A generalized arrhenius law in dilute KTaO3Li versus the Vogel-Fulcher approach

Abstract

The temperature-frequency dependencies (5 K-300 K, 100 Hz-1 MHz) of the dielectric permittivity ε′ and ε″ in dilute (x < 0.01) K1-xLixTaO3 were studied and analyzed in detail. From the positions of the permittivity temperature maxima at various frequencies it was obtained that the temperature dependence of the mean relaxation time of Li+ off-centre related 90° dipole reorientations doesn't obey an Arrhenius law, but follows the empirical Vogel-Fulcher law.
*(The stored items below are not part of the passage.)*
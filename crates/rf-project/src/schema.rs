//! Network file schema definitions.

use rf_graph::DuplicatePolicy;
use serde::{Deserialize, Serialize};

#[derive(Debug, Clone, Serialize, Deserialize, PartialEq)]
pub struct NetworkDef {
    pub version: u32,
    pub name: String,
    #[serde(default)]
    pub duplicate_policy: DuplicatePolicyDef,
    #[serde(default)]
    pub edges: Vec<EdgeDef>,
    #[serde(default, skip_serializing_if = "Vec::is_empty")]
    pub queries: Vec<QueryDef>,
}

/// One undirected edge.
///
/// Accepts either `[a, b, cost]` or `{ a, b, cost }`; always written as
/// the compact triple.
#[derive(Debug, Clone, Serialize, Deserialize, PartialEq)]
#[serde(from = "EdgeRepr", into = "EdgeRepr")]
pub struct EdgeDef {
    pub a: String,
    pub b: String,
    pub cost: f64,
}

impl EdgeDef {
    pub fn new(a: impl Into<String>, b: impl Into<String>, cost: f64) -> Self {
        Self {
            a: a.into(),
            b: b.into(),
            cost,
        }
    }
}

#[derive(Serialize, Deserialize)]
#[serde(untagged)]
enum EdgeRepr {
    Triple(String, String, f64),
    Named { a: String, b: String, cost: f64 },
}

impl From<EdgeRepr> for EdgeDef {
    fn from(repr: EdgeRepr) -> Self {
        match repr {
            EdgeRepr::Triple(a, b, cost) | EdgeRepr::Named { a, b, cost } => {
                EdgeDef { a, b, cost }
            }
        }
    }
}

impl From<EdgeDef> for EdgeRepr {
    fn from(edge: EdgeDef) -> Self {
        EdgeRepr::Triple(edge.a, edge.b, edge.cost)
    }
}

impl From<EdgeDef> for rf_graph::Edge {
    fn from(edge: EdgeDef) -> Self {
        rf_graph::Edge::new(edge.a, edge.b, edge.cost)
    }
}

#[derive(Debug, Clone, Serialize, Deserialize, PartialEq)]
pub struct QueryDef {
    pub source: String,
    pub target: String,
}

#[derive(Debug, Clone, Copy, Serialize, Deserialize, PartialEq, Eq, Default)]
#[serde(rename_all = "snake_case")]
pub enum DuplicatePolicyDef {
    #[default]
    LastWins,
    KeepMin,
    Reject,
}

impl From<DuplicatePolicyDef> for DuplicatePolicy {
    fn from(def: DuplicatePolicyDef) -> Self {
        match def {
            DuplicatePolicyDef::LastWins => DuplicatePolicy::LastWins,
            DuplicatePolicyDef::KeepMin => DuplicatePolicy::KeepMin,
            DuplicatePolicyDef::Reject => DuplicatePolicy::Reject,
        }
    }
}
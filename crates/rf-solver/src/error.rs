//! Error types for path search.

use rf_graph::GraphError;
use thiserror::Error;

/// Errors that can occur while searching for a route.
#[derive(Error, Debug, Clone, PartialEq)]
pub enum SolverError {
    #[error("Unknown node: '{name}' is not in the graph")]
    UnknownNode { name: String },

    #[error("No route from '{from}' to '{to}'")]
    Unreachable { from: String, to: String },

    #[error("Route from '{from}' to '{to}' exceeds the representable cost range")]
    CostOverflow { from: String, to: String },

    #[error("Search stopped after {limit} frontier pops")]
    IterationLimit { limit: usize },

    #[error("Invalid search state: {what}")]
    Invariant { what: String },

    #[error("Graph error: {0}")]
    Graph(GraphError),
}

pub type SolverResult<T> = Result<T, SolverError>;

impl From<GraphError> for SolverError {
    fn from(e: GraphError) -> Self {
        match e {
            GraphError::UnknownNode { name } => SolverError::UnknownNode { name },
            other => SolverError::Graph(other),
        }
    }
}
use clap::{Parser, Subcommand};
use std::path::{Path, PathBuf};
use std::time::Instant;

use rf_graph::Graph;
use rf_project::{NetworkDef, ProjectError};
use rf_solver::{Route, SearchConfig, SolverError, find_path_with, find_paths, shortest_path_tree};
use tracing_subscriber::EnvFilter;

#[derive(Parser)]
#[command(name = "rf-cli")]
#[command(about = "RouteFlow CLI - least-cost routes over weighted networks", long_about = None)]
struct Cli {
    /// Increase log verbosity (-v debug, -vv trace); RUST_LOG takes precedence
    #[arg(short, long, action = clap::ArgAction::Count, global = true)]
    verbose: u8,

    #[command(subcommand)]
    command: Commands,
}

#[derive(Subcommand)]
enum Commands {
    /// Find the least-cost route between two nodes
    Route {
        /// Path to the network file (.yaml, .yml or .json)
        network_path: PathBuf,
        /// Start node
        source: String,
        /// Destination node
        target: String,
        /// Print the route as JSON
        #[arg(long)]
        json: bool,
        /// Abort after this many frontier pops
        #[arg(long)]
        max_pops: Option<usize>,
    },
    /// Print the cost to every reachable node from a source
    Tree {
        /// Path to the network file
        network_path: PathBuf,
        /// Start node
        source: String,
    },
    /// Run every query stored in the network file
    Queries {
        /// Path to the network file
        network_path: PathBuf,
    },
    /// Validate network file syntax and structure
    Validate {
        /// Path to the network file
        network_path: PathBuf,
    },
    /// List the nodes of a network with their degree
    Nodes {
        /// Path to the network file
        network_path: PathBuf,
    },
    /// Route over the built-in intercity network
    Demo {
        #[arg(long, default_value = "Kazan")]
        source: String,
        #[arg(long, default_value = "Perm")]
        target: String,
    },
}

#[derive(thiserror::Error, Debug)]
enum CliError {
    #[error(transparent)]
    Project(#[from] ProjectError),

    #[error(transparent)]
    Solver(#[from] SolverError),

    #[error("JSON error: {0}")]
    Json(#[from] serde_json::Error),

    #[error("{failed} of {total} queries failed")]
    QueriesFailed { failed: usize, total: usize },
}

type CliResult<T> = Result<T, CliError>;

fn main() -> CliResult<()> {
    let cli = Cli::parse();

    // Initialize tracing
    let env = std::env::var(EnvFilter::DEFAULT_ENV).ok();
    tracing_subscriber::fmt()
        .with_env_filter(log_filter(cli.verbose, env.as_deref()))
        .with_writer(std::io::stderr)
        .init();

    match cli.command {
        Commands::Route {
            network_path,
            source,
            target,
            json,
            max_pops,
        } => {
            let config = SearchConfig {
                max_pops,
                ..SearchConfig::default()
            };
            cmd_route(&network_path, &source, &target, json, &config)
        }
        Commands::Tree {
            network_path,
            source,
        } => cmd_tree(&network_path, &source),
        Commands::Queries { network_path } => cmd_queries(&network_path),
        Commands::Validate { network_path } => cmd_validate(&network_path),
        Commands::Nodes { network_path } => cmd_nodes(&network_path),
        Commands::Demo { source, target } => cmd_demo(&source, &target),
    }
}

/// `RUST_LOG`-style directives when given and valid, else the `-v` level.
fn log_filter(verbose: u8, env: Option<&str>) -> EnvFilter {
    env.and_then(|directives| EnvFilter::try_new(directives).ok())
        .unwrap_or_else(|| {
            EnvFilter::new(match verbose {
                0 => "warn",
                1 => "debug",
                _ => "trace",
            })
        })
}

fn load_graph(network_path: &Path) -> CliResult<(NetworkDef, Graph)> {
    let network = rf_project::load(network_path)?;
    let graph = network.build_graph()?;
    tracing::info!(
        name = %network.name,
        nodes = graph.node_count(),
        edges = graph.edge_count(),
        "network ready"
    );
    Ok((network, graph))
}

fn cmd_route(
    network_path: &Path,
    source: &str,
    target: &str,
    json: bool,
    config: &SearchConfig,
) -> CliResult<()> {
    let (_network, graph) = load_graph(network_path)?;

    let start = Instant::now();
    let route = find_path_with(&graph, source, target, config)?;
    tracing::debug!(elapsed_us = start.elapsed().as_micros() as u64, "route found");

    if json {
        println!("{}", serde_json::to_string_pretty(&route)?);
    } else {
        print_route(&graph, &route);
    }
    Ok(())
}

fn cmd_tree(network_path: &Path, source: &str) -> CliResult<()> {
    let (_network, graph) = load_graph(network_path)?;
    let tree = shortest_path_tree(&graph, source, &SearchConfig::default())?;

    println!("Costs from {}:", tree.source());
    for (name, cost) in tree.reachable() {
        match tree.predecessor(name) {
            Some(prev) => println!("  {:<20} {:>12}  via {}", name, cost, prev),
            None => println!("  {:<20} {:>12}", name, cost),
        }
    }

    let unreachable = graph.node_count() - tree.reachable().len();
    if unreachable > 0 {
        println!("  ({} unreachable)", unreachable);
    }
    Ok(())
}

fn cmd_queries(network_path: &Path) -> CliResult<()> {
    let (network, graph) = load_graph(network_path)?;
    let pairs = network.query_pairs();

    if pairs.is_empty() {
        println!("No queries in network");
        return Ok(());
    }

    let results = find_paths(&graph, &pairs);
    let mut failed = 0;
    for ((source, target), result) in pairs.iter().zip(results) {
        match result {
            Ok(route) => println!("✓ {} -> {}: {}", source, target, route),
            Err(e) => {
                failed += 1;
                println!("✗ {} -> {}: {}", source, target, e);
            }
        }
    }

    if failed > 0 {
        return Err(CliError::QueriesFailed {
            failed,
            total: pairs.len(),
        });
    }
    Ok(())
}

fn cmd_validate(network_path: &Path) -> CliResult<()> {
    println!("Validating network: {}", network_path.display());
    let (_network, graph) = load_graph(network_path)?;
    println!(
        "✓ Network is valid ({} nodes, {} edges)",
        graph.node_count(),
        graph.edge_count()
    );
    Ok(())
}

fn cmd_nodes(network_path: &Path) -> CliResult<()> {
    let (network, graph) = load_graph(network_path)?;

    if graph.is_empty() {
        println!("No nodes in network");
        return Ok(());
    }

    println!("Nodes in {}:", network.name);
    for name in graph.node_names() {
        let degree = graph.node_id(name).map_or(0, |id| graph.degree(id));
        println!("  {} ({} connections)", name, degree);
    }
    Ok(())
}

fn cmd_demo(source: &str, target: &str) -> CliResult<()> {
    let network = rf_project::reference_network();
    let graph = network.build_graph()?;
    let route = find_path_with(&graph, source, target, &SearchConfig::default())?;
    print_route(&graph, &route);
    Ok(())
}

fn print_route(graph: &Graph, route: &Route) {
    println!("{}", route);
    for leg in route.legs(graph) {
        println!("  {:<20} -> {:<20} {:>10}", leg.from, leg.to, leg.cost);
    }
    println!("  Total: {}", route.cost);
}

#[cfg(test)]
mod tests {
    use super::*;
    use tracing_subscriber::filter::LevelFilter;

    #[test]
    fn verbosity_sets_default_level() {
        assert_eq!(log_filter(0, None).max_level_hint(), Some(LevelFilter::WARN));
        assert_eq!(log_filter(1, None).max_level_hint(), Some(LevelFilter::DEBUG));
        assert_eq!(log_filter(5, None).max_level_hint(), Some(LevelFilter::TRACE));
    }

    #[test]
    fn rust_log_overrides_verbosity() {
        assert_eq!(
            log_filter(0, Some("trace")).max_level_hint(),
            Some(LevelFilter::TRACE)
        );
        assert_eq!(
            log_filter(2, Some("info")).max_level_hint(),
            Some(LevelFilter::INFO)
        );
    }

    #[test]
    fn invalid_rust_log_falls_back() {
        assert_eq!(
            log_filter(1, Some("rf_solver=loud")).max_level_hint(),
            Some(LevelFilter::DEBUG)
        );
    }

    #[test]
    fn cli_parses_route_flags() {
        let cli = Cli::try_parse_from([
            "rf-cli", "-vv", "route", "net.yaml", "Kazan", "Perm", "--max-pops", "10",
        ])
        .unwrap();
        assert_eq!(cli.verbose, 2);
        assert!(matches!(
            cli.command,
            Commands::Route {
                max_pops: Some(10),
                json: false,
                ..
            }
        ));
    }
}
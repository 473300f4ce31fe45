//! Harness configuration module.
//!
//! Key populations used when measuring false positive rates.

use super::{ConfigResult, Validate};
use crate::error::config::ConfigError;
use serde::{Deserialize, Serialize};

/// Prefix of the keys inserted into the filter during measurement.
pub const DEFAULT_INSERTED_PREFIX: &str =
    "https://www.cnblogs.com/-clq/archive/2012/05/31/2528153.html";

/// Prefix of the unrelated query keys.
pub const DEFAULT_UNRELATED_PREFIX: &str = "zhihu.com";

/// Suffix offset of the similar query keys.
pub const DEFAULT_SIMILAR_OFFSET: u64 = 999_999;

/// Measurement harness configuration.
#[derive(Debug, Clone, PartialEq, Eq, Serialize, Deserialize)]
#[serde(default)]
pub struct HarnessConfig {
    /// Inserted keys are `inserted_prefix + i`
    pub inserted_prefix: String,

    /// Unrelated query keys are `unrelated_prefix + (i + r)` for a random `r`
    pub unrelated_prefix: String,

    /// Similar query keys are `inserted_prefix + (similar_offset + i)`
    pub similar_offset: u64,

    /// Seed for the random suffixes. A fresh seed is drawn when absent.
    pub seed: Option<u64>,
}

impl Default for HarnessConfig {
    fn default() -> Self {
        Self {
            inserted_prefix: DEFAULT_INSERTED_PREFIX.to_string(),
            unrelated_prefix: DEFAULT_UNRELATED_PREFIX.to_string(),
            similar_offset: DEFAULT_SIMILAR_OFFSET,
            seed: None,
        }
    }
}

impl Validate for HarnessConfig {
    fn validate(&self) -> ConfigResult<()> {
        if self.inserted_prefix.is_empty() {
            return Err(ConfigError::ValidationError(
                "inserted_prefix must not be empty".to_string(),
            ));
        }

        if self.unrelated_prefix.is_empty() {
            return Err(ConfigError::ValidationError(
                "unrelated_prefix must not be empty".to_string(),
            ));
        }

        // Either prefix extending the other could make unrelated keys collide
        // with inserted ones.
        if self.inserted_prefix.starts_with(&self.unrelated_prefix)
            || self.unrelated_prefix.starts_with(&self.inserted_prefix)
        {
            return Err(ConfigError::ValidationError(
                "inserted_prefix and unrelated_prefix must not be prefixes of each other"
                    .to_string(),
            ));
        }

        Ok(())
    }
}
//! Measurement harness for the Bloom filter.
//!
//! Drives a filter through its public `insert`/`query` operations to observe
//! behaviour: a small membership demonstration and a large-scale empirical
//! false positive measurement comparing near-duplicate and unrelated keys.
//! Randomness lives here only; the filter and its hash strategies never see it.

use std::fmt;

use rand::rngs::StdRng;
use rand::{Rng, SeedableRng};
use serde::Serialize;
use tracing::{debug, info};

use crate::config::{QuadBloomConfig, Validate};
use crate::data_structures::bloom_filter::{self, BloomFilter, BloomFilterConfig};
use crate::error::QuadBloomResult;

/// Short keys used by the membership demonstration.
pub const SAMPLE_KEYS: [&str; 9] = [
    "猪八戒",
    "孙悟空",
    "沙悟净",
    "唐三藏",
    "白龙马1",
    "1白龙马",
    "白1龙马",
    "白11龙马",
    "1白龙马1",
];

/// Upper bound of the random suffix added to unrelated and perturbed keys.
const RANDOM_SUFFIX_MAX: u32 = i32::MAX as u32;

/// Outcome of querying one key.
#[derive(Debug, Clone, PartialEq, Eq, Serialize)]
pub struct MembershipCheck {
    /// The queried key
    pub key: String,
    /// What the filter answered
    pub possibly_present: bool,
}

/// Results of the small-scale membership demonstration.
#[derive(Debug, Clone, Serialize)]
pub struct MembershipDemo {
    /// Total bits in the demo filter
    pub bit_count: usize,
    /// Each sample key queried after inserting all of them
    pub inserted: Vec<MembershipCheck>,
    /// Each sample key with a random numeric suffix, never inserted
    pub perturbed: Vec<MembershipCheck>,
}

impl MembershipDemo {
    /// True if every inserted key was reported as possibly present.
    pub fn all_inserted_found(&self) -> bool {
        self.inserted.iter().all(|check| check.possibly_present)
    }
}

/// Insert [`SAMPLE_KEYS`] into a filter built from `config`, then query them and
/// randomly suffixed variants.
pub fn run_membership_demo<R: Rng>(
    config: BloomFilterConfig,
    rng: &mut R,
) -> bloom_filter::Result<MembershipDemo> {
    let mut filter = BloomFilter::with_config(config)?;
    for key in SAMPLE_KEYS {
        filter.insert(key);
    }

    let inserted = SAMPLE_KEYS
        .iter()
        .map(|&key| MembershipCheck {
            key: key.to_string(),
            possibly_present: filter.query(key),
        })
        .collect();

    let perturbed = SAMPLE_KEYS
        .iter()
        .map(|&key| {
            let key = format!("{key}{}", rng.random_range(0..=RANDOM_SUFFIX_MAX));
            let possibly_present = filter.query(key.as_str());
            MembershipCheck {
                key,
                possibly_present,
            }
        })
        .collect();

    Ok(MembershipDemo {
        bit_count: filter.bit_count(),
        inserted,
        perturbed,
    })
}

/// Empirical false positive measurement.
#[derive(Debug, Clone, Serialize)]
pub struct FalsePositiveReport {
    /// Filter capacity (N), also the size of each key population
    pub capacity: usize,
    /// Bits per expected key (X)
    pub amplification: usize,
    /// Total bits (M)
    pub bit_count: usize,
    /// Seed used for random suffixes
    pub seed: u64,
    /// Inserted keys that queried absent. Always zero for a correct filter.
    pub missed_inserted: usize,
    /// Similar keys reported present
    pub similar_false_positives: usize,
    /// `similar_false_positives / capacity`
    pub similar_rate: f64,
    /// Unrelated keys reported present
    pub unrelated_false_positives: usize,
    /// `unrelated_false_positives / capacity`
    pub unrelated_rate: f64,
    /// (1 - e^(-4n/M))^4 with n = capacity
    pub theoretical_rate: f64,
    /// Fraction of bits set after all insertions
    pub fill_ratio: f64,
}

impl FalsePositiveReport {
    /// Absolute difference between the similar and unrelated rates.
    pub fn rate_gap(&self) -> f64 {
        (self.similar_rate - self.unrelated_rate).abs()
    }
}

impl fmt::Display for FalsePositiveReport {
    fn fmt(&self, f: &mut fmt::Formatter<'_>) -> fmt::Result {
        writeln!(
            f,
            "filter: N={} X={} M={} (seed {})",
            self.capacity, self.amplification, self.bit_count, self.seed
        )?;
        writeln!(f, "missed inserted keys:       {}", self.missed_inserted)?;
        writeln!(
            f,
            "similar key FP rate:        {:.6} ({}/{})",
            self.similar_rate, self.similar_false_positives, self.capacity
        )?;
        writeln!(
            f,
            "unrelated key FP rate:      {:.6} ({}/{})",
            self.unrelated_rate, self.unrelated_false_positives, self.capacity
        )?;
        writeln!(f, "theoretical FP rate:        {:.6}", self.theoretical_rate)?;
        write!(f, "fill ratio:                 {:.6}", self.fill_ratio)
    }
}

/// Insert `capacity` keys and measure how often never-inserted keys are
/// reported present.
///
/// Inserted keys are `inserted_prefix + i`, similar keys
/// `inserted_prefix + (similar_offset + i)` and unrelated keys
/// `unrelated_prefix + (i + r)` with a random `r`, for `i` in `0..capacity`.
pub fn measure_false_positives(config: &QuadBloomConfig) -> QuadBloomResult<FalsePositiveReport> {
    config.validate()?;

    let harness = &config.harness;
    let capacity = config.filter.capacity();
    let seed = harness.seed.unwrap_or_else(|| rand::rng().random());
    let mut rng = StdRng::seed_from_u64(seed);

    info!(
        capacity,
        amplification = config.filter.amplification(),
        seed,
        "Measuring false positive rates"
    );

    let mut bloom = BloomFilter::<str>::with_config(config.filter)?;
    for i in 0..capacity {
        bloom.insert(&format!("{}{i}", harness.inserted_prefix));
    }
    debug!(fill_ratio = bloom.fill_ratio(), "Insertion finished");

    let missed_inserted = (0..capacity)
        .filter(|i| !bloom.query(&format!("{}{i}", harness.inserted_prefix)))
        .count();

    let similar_false_positives = (0..capacity as u64)
        .filter(|i| {
            bloom.query(&format!("{}{}", harness.inserted_prefix, harness.similar_offset + i))
        })
        .count();

    let unrelated_false_positives = (0..capacity as u64)
        .filter(|i| {
            let suffix = i + u64::from(rng.random_range(0..=RANDOM_SUFFIX_MAX));
            bloom.query(&format!("{}{suffix}", harness.unrelated_prefix))
        })
        .count();

    let report = FalsePositiveReport {
        capacity,
        amplification: config.filter.amplification(),
        bit_count: bloom.bit_count(),
        seed,
        missed_inserted,
        similar_false_positives,
        similar_rate: similar_false_positives as f64 / capacity as f64,
        unrelated_false_positives,
        unrelated_rate: unrelated_false_positives as f64 / capacity as f64,
        theoretical_rate: config.filter.expected_false_positive_rate(capacity),
        fill_ratio: bloom.fill_ratio(),
    };

    info!(
        similar_rate = report.similar_rate,
        unrelated_rate = report.unrelated_rate,
        theoretical_rate = report.theoretical_rate,
        "Measurement finished"
    );
    Ok(report)
}

#[cfg(test)]
mod tests {
    use super::*;
    use crate::config::HarnessConfig;
    use crate::error::QuadBloomError;

    fn small_config(capacity: usize, seed: u64) -> QuadBloomConfig {
        QuadBloomConfig {
            filter: BloomFilterConfig::new()
                .with_capacity(capacity)
                .with_amplification(6),
            harness: HarnessConfig {
                seed: Some(seed),
                ..HarnessConfig::default()
            },
            ..QuadBloomConfig::default()
        }
    }

    #[test]
    fn test_membership_demo_finds_all_samples() {
        let mut rng = StdRng::seed_from_u64(7);
        let config = BloomFilterConfig::new().with_capacity(10).with_amplification(6);
        let demo = run_membership_demo(config, &mut rng).unwrap();

        assert_eq!(demo.bit_count, 60);
        assert_eq!(demo.inserted.len(), SAMPLE_KEYS.len());
        assert!(demo.all_inserted_found());
        assert_eq!(demo.perturbed.len(), SAMPLE_KEYS.len());
        for (check, sample) in demo.perturbed.iter().zip(SAMPLE_KEYS) {
            assert!(check.key.starts_with(sample));
            assert_ne!(check.key, sample);
        }
    }

    #[test]
    fn test_membership_demo_rejects_zero_capacity() {
        let mut rng = StdRng::seed_from_u64(7);
        let config = BloomFilterConfig::new().with_capacity(0);
        assert!(run_membership_demo(config, &mut rng).is_err());
    }

    #[test]
    fn test_measure_small_filter() {
        let report = measure_false_positives(&small_config(2_000, 42)).unwrap();

        assert_eq!(report.capacity, 2_000);
        assert_eq!(report.bit_count, 12_000);
        assert_eq!(report.seed, 42);
        assert_eq!(report.missed_inserted, 0);
        assert!(report.similar_rate < 0.2);
        assert!(report.unrelated_rate < 0.2);
        assert!(report.fill_ratio > 0.0 && report.fill_ratio < 1.0);
    }

    #[test]
    fn test_measure_is_reproducible_with_seed() {
        let first = measure_false_positives(&small_config(1_000, 9)).unwrap();
        let second = measure_false_positives(&small_config(1_000, 9)).unwrap();
        assert_eq!(first.unrelated_false_positives, second.unrelated_false_positives);
        assert_eq!(first.similar_false_positives, second.similar_false_positives);
    }

    #[test]
    fn test_measure_rejects_invalid_config() {
        let config = small_config(0, 1);
        assert!(matches!(
            measure_false_positives(&config),
            Err(QuadBloomError::Config(_))
        ));
    }

    #[test]
    fn test_report_display() {
        let report = measure_false_positives(&small_config(100, 3)).unwrap();
        let rendered = report.to_string();
        assert!(rendered.contains("N=100 X=6 M=600"));
        assert!(rendered.contains("theoretical FP rate"));
    }
}
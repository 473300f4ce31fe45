// Copyright (c) 2025 QuadBloom Authors
//
// Licensed under dual license:
// - MIT License (LICENSE-MIT or https://opensource.org/licenses/MIT)
// - Apache License, Version 2.0 (LICENSE-APACHE or https://www.apache.org/licenses/LICENSE-2.0)

//! Integration tests for the Bloom filter and the measurement harness.

use rand::rngs::StdRng;
use rand::SeedableRng;

use quadbloom_lib::config::{HarnessConfig, QuadBloomConfig};
use quadbloom_lib::data_structures::bloom_filter::{
    BloomFilter, BloomFilterConfig, BloomFilterError, DEFAULT_AMPLIFICATION,
};
use quadbloom_lib::error::QuadBloomError;
use quadbloom_lib::harness::{self, SAMPLE_KEYS};

#[test]
fn test_small_filter_finds_all_samples() {
    // 10 keys * 6 bits = 60 bits, nine short multi-byte keys
    let mut filter = BloomFilter::new(10, DEFAULT_AMPLIFICATION).unwrap();
    assert_eq!(filter.bit_count(), 60);

    for key in SAMPLE_KEYS {
        filter.insert(key);
    }

    for key in SAMPLE_KEYS {
        assert!(filter.query(key), "{key} should be present");
    }
}

#[test]
fn test_zero_configuration_rejected() {
    assert!(matches!(
        BloomFilter::<str>::new(0, 6),
        Err(BloomFilterError::InvalidConfiguration(_))
    ));
    assert!(matches!(
        BloomFilter::<str>::new(100, 0),
        Err(BloomFilterError::InvalidConfiguration(_))
    ));
    assert!(matches!(
        BloomFilter::<str>::new(0, 0),
        Err(BloomFilterError::InvalidConfiguration(_))
    ));
}

#[test]
fn test_demo_with_seed() {
    let mut rng = StdRng::seed_from_u64(2024);
    let config = BloomFilterConfig::new().with_capacity(10);
    let demo = harness::run_membership_demo(config, &mut rng).unwrap();

    assert!(demo.all_inserted_found());
    assert_eq!(demo.perturbed.len(), 9);
}

#[test]
fn test_false_positive_rates_track_theory() {
    // 100,000 keys in 600,000 bits
    let config = QuadBloomConfig {
        filter: BloomFilterConfig::new()
            .with_capacity(100_000)
            .with_amplification(6),
        harness: HarnessConfig {
            seed: Some(20_240_531),
            ..HarnessConfig::default()
        },
        ..QuadBloomConfig::default()
    };

    let report = harness::measure_false_positives(&config).unwrap();
    println!("{report}");

    assert_eq!(report.missed_inserted, 0, "inserted keys must never be missed");

    // (1 - e^(-4/6))^4 ~= 0.056
    let theory = report.theoretical_rate;
    assert!(theory > 0.05 && theory < 0.06);

    for (name, rate) in [
        ("similar", report.similar_rate),
        ("unrelated", report.unrelated_rate),
    ] {
        assert!(
            rate > theory * 0.5 && rate < theory * 1.5,
            "{name} rate {rate:.4} too far from theoretical {theory:.4}"
        );
    }

    // Lexical similarity to inserted keys must not change the rate noticeably
    assert!(
        report.rate_gap() < 0.01,
        "similar {:.4} vs unrelated {:.4}",
        report.similar_rate,
        report.unrelated_rate
    );
}

#[test]
fn test_more_bits_fewer_false_positives() {
    let measure = |amplification: usize| {
        let config = QuadBloomConfig {
            filter: BloomFilterConfig::new()
                .with_capacity(20_000)
                .with_amplification(amplification),
            harness: HarnessConfig {
                seed: Some(5),
                ..HarnessConfig::default()
            },
            ..QuadBloomConfig::default()
        };
        harness::measure_false_positives(&config).unwrap()
    };

    let narrow = measure(4);
    let wide = measure(16);
    assert!(wide.similar_rate < narrow.similar_rate);
    assert!(wide.unrelated_rate < narrow.unrelated_rate);
}

#[test]
fn test_measure_rejects_overlapping_similar_keys() {
    let config = QuadBloomConfig {
        filter: BloomFilterConfig::new().with_capacity(1_000),
        harness: HarnessConfig {
            similar_offset: 10,
            ..HarnessConfig::default()
        },
        ..QuadBloomConfig::default()
    };

    assert!(matches!(
        harness::measure_false_positives(&config),
        Err(QuadBloomError::Config(_))
    ));
}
Such behaviour is usually believed to be an evidence of freezing phenomenon and polar glass formation at low temperatures. Here we suggest an alternative explanation and show that taking into consideration the coupling of the Li+ dipole impurities to the soft mode allows to obtain an analytical expression for a “Generalized Arrhenius law”, which describes quantitatively the deviation from the Arrhenius law and agrees well with the experiment. The approach developed describes the dependence of the ′'(T) maxima too due to the hardening of the soft mode caused by random fields. This hardening suppresses the divergent dielectric permittivity at the ferroelectric-type phase transition and can possibly lead to the appearance of polar regions.